What Is a Promissory Note?
A promissory note is a signed note between the lender and the borrower detailing the amount of money that was loaned, the repayment terms and the conditions should the borrower be unable to repay the loan. The promissory note should also include identification information. To make things simple, most lawyers recommend scanning a government-issued identification document as proof of identification.
If you took out a loan without signing a promissory note, you are technically bound verbally to the loan; however, in the eyes of the law, the loan is considered as a gift. In short, you are not responsible for making repayments during the bankruptcy, although you can feel free to repay the loan after you have been discharged.
How Is a Promissory Note Handled in Chapter 13 Bankruptcy?

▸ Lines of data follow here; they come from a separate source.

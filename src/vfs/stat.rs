//! Stat information and entry typing (spec.md component G).
//!
//! Grounded on `dfvfs/vfs/vfs_stat.py`: a plain value object, computed
//! lazily the first time a caller asks for it (spec.md §5.2 "stat
//! information is computed lazily and cached on the file entry").

/// The kind of node a [`super::entry::FileEntry`] represents. Back ends
/// that cannot distinguish a case (e.g. an archive member is always a
/// file) just never produce the other variants.
#[derive(Debug, Clone, Copy, PartialEq, Eq)]
pub enum EntryType {
    File,
    Directory,
    Link,
    Device,
    Pipe,
    Socket,
}

/// A timestamp in the back end's native resolution. Most drivers here
/// only have whole-second precision; POSIX archive formats can't do
/// better than that, so the type doesn't pretend otherwise.
#[derive(Debug, Clone, Copy, PartialEq, Eq, PartialOrd, Ord)]
pub enum Timestamp {
    /// Seconds since the Unix epoch.
    PosixSeconds(i64),
    /// The back end does not carry this timestamp.
    NotSet,
}

impl Timestamp {
    pub fn posix_seconds(&self) -> Option<i64> {
        match self {
            Self::PosixSeconds(s) => Some(*s),
            Self::NotSet => None,
        }
    }
}

/// Stat information for a file entry (spec.md §5.2).
///
/// `size` is the size of the default data stream; entries that expose
/// only named (non-default) streams report `0` here and the real size
/// through [`super::entry::FileEntry::data_streams`].
#[derive(Debug, Clone)]
pub struct Stat {
    pub entry_type: EntryType,
    pub size: u64,
    pub is_allocated: bool,
    pub mode: Option<u32>,
    pub uid: Option<u32>,
    pub gid: Option<u32>,
    pub atime: Timestamp,
    pub mtime: Timestamp,
    pub ctime: Timestamp,
    pub btime: Timestamp,
}

impl Stat {
    /// A stat block with nothing but a type and size set; back ends that
    /// don't carry ownership/permission/timestamp metadata (most archive
    /// and virtual-root drivers) start here and fill in what they have.
    pub fn minimal(entry_type: EntryType, size: u64) -> Self {
        Stat {
            entry_type,
            size,
            is_allocated: true,
            mode: None,
            uid: None,
            gid: None,
            atime: Timestamp::NotSet,
            mtime: Timestamp::NotSet,
            ctime: Timestamp::NotSet,
            btime: Timestamp::NotSet,
        }
    }
}
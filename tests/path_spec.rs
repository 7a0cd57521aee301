//! Integration tests for path specification construction, comparison,
//! and round-trip serialization.

use vrs::definitions::TypeIndicator;
use vrs::path::{Factory, PathSpec};

#[test]
fn nested_chain_serializes_and_parses_back_equal() {
    let os = PathSpec::new(TypeIndicator::Os, None, [("location", "/images/disk.raw".into())]).unwrap();
    let part = PathSpec::new(
        TypeIndicator::TskPartition,
        Some(os),
        [("location", "/p1".into()), ("volume_index", 1i64.into())],
    )
    .unwrap();
    let tar = PathSpec::new(TypeIndicator::Tar, Some(part), []).unwrap();
    let entry = PathSpec::new(TypeIndicator::Tar, Some(tar.clone()), [("location", "/etc/passwd".into())]).unwrap();

    let factory = Factory::with_defaults();
    let serialized = vrs::path::serialize::serialize(&entry);
    let parsed = vrs::path::serialize::parse(&factory, &serialized).unwrap();

    assert_eq!(entry, parsed);
    assert_eq!(entry.comparable(), parsed.comparable());
}

#[test]
fn two_path_specs_with_same_attributes_in_different_order_are_equal() {
    let parent = PathSpec::new(TypeIndicator::Os, None, [("location", "/disk.raw".into())]).unwrap();
    let a = PathSpec::new(
        TypeIndicator::Gpt,
        Some(parent.clone()),
        [("location", "/p1".into()), ("volume_index", 1i64.into())],
    )
    .unwrap();
    let b = PathSpec::new(
        TypeIndicator::Gpt,
        Some(parent),
        [("volume_index", 1i64.into()), ("location", "/p1".into())],
    )
    .unwrap();
    assert_eq!(a, b);
}

#[test]
fn root_type_rejects_a_parent_end_to_end() {
    let os = PathSpec::new(TypeIndicator::Os, None, [("location", "/a".into())]).unwrap();
    assert!(PathSpec::new(TypeIndicator::Fake, Some(os), []).is_err());
}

When filing for chapter 13 bankruptcy, you must include the promissory note with your filings, and also list the lender as a creditor on your bankruptcy schedules. Your bankruptcy trustee or attorney will handle the loan stated in the promissory note in the same way as a loan given to you by any other creditor.
Basically, the attorney or trustee will calculate the amount of disposable income you have by taking your actual income and subtracting it by the state and national standards for living expenses. The disposable income will then be equally distributed to all of your creditors. For example, if 10% of your debts are owed towards a family member, 10% of your disposable income will go towards paying him or her back for the duration of your bankruptcy.
Generally speaking, you won't repay the full amount of the loan when you file for chapter 13 bankruptcy, and the lenders will receive a smaller portion of what was owed. This is negotiated and settled prior to the distribution of the assets. Once you have been discharged from bankruptcy, any remaining amount owed will be completely discharged from your record. In short, legally speaking, you won't owe a single penny more from the promissory note, even if it is not completely repaid.
It is important to include the promissory note and the loan when you file for chapter 13 bankruptcy in order to make sure your assets are distributed to the friends and family members you borrowed money from. Otherwise, they won't be seeing a penny from you during the term of your bankruptcy.
Although legally speaking you no longer have any obligations to repay the loan after you have been discharged, most people still try to do so in order to maintain a good relationship with the lender. If you are ever borrowing money from a friend or family member, draw up a proper promissory note and record the loan formally. Although this may not seem important at the time, it will protect the lender legally and will also help maintain your relationship with the lender and prevent things from going sour.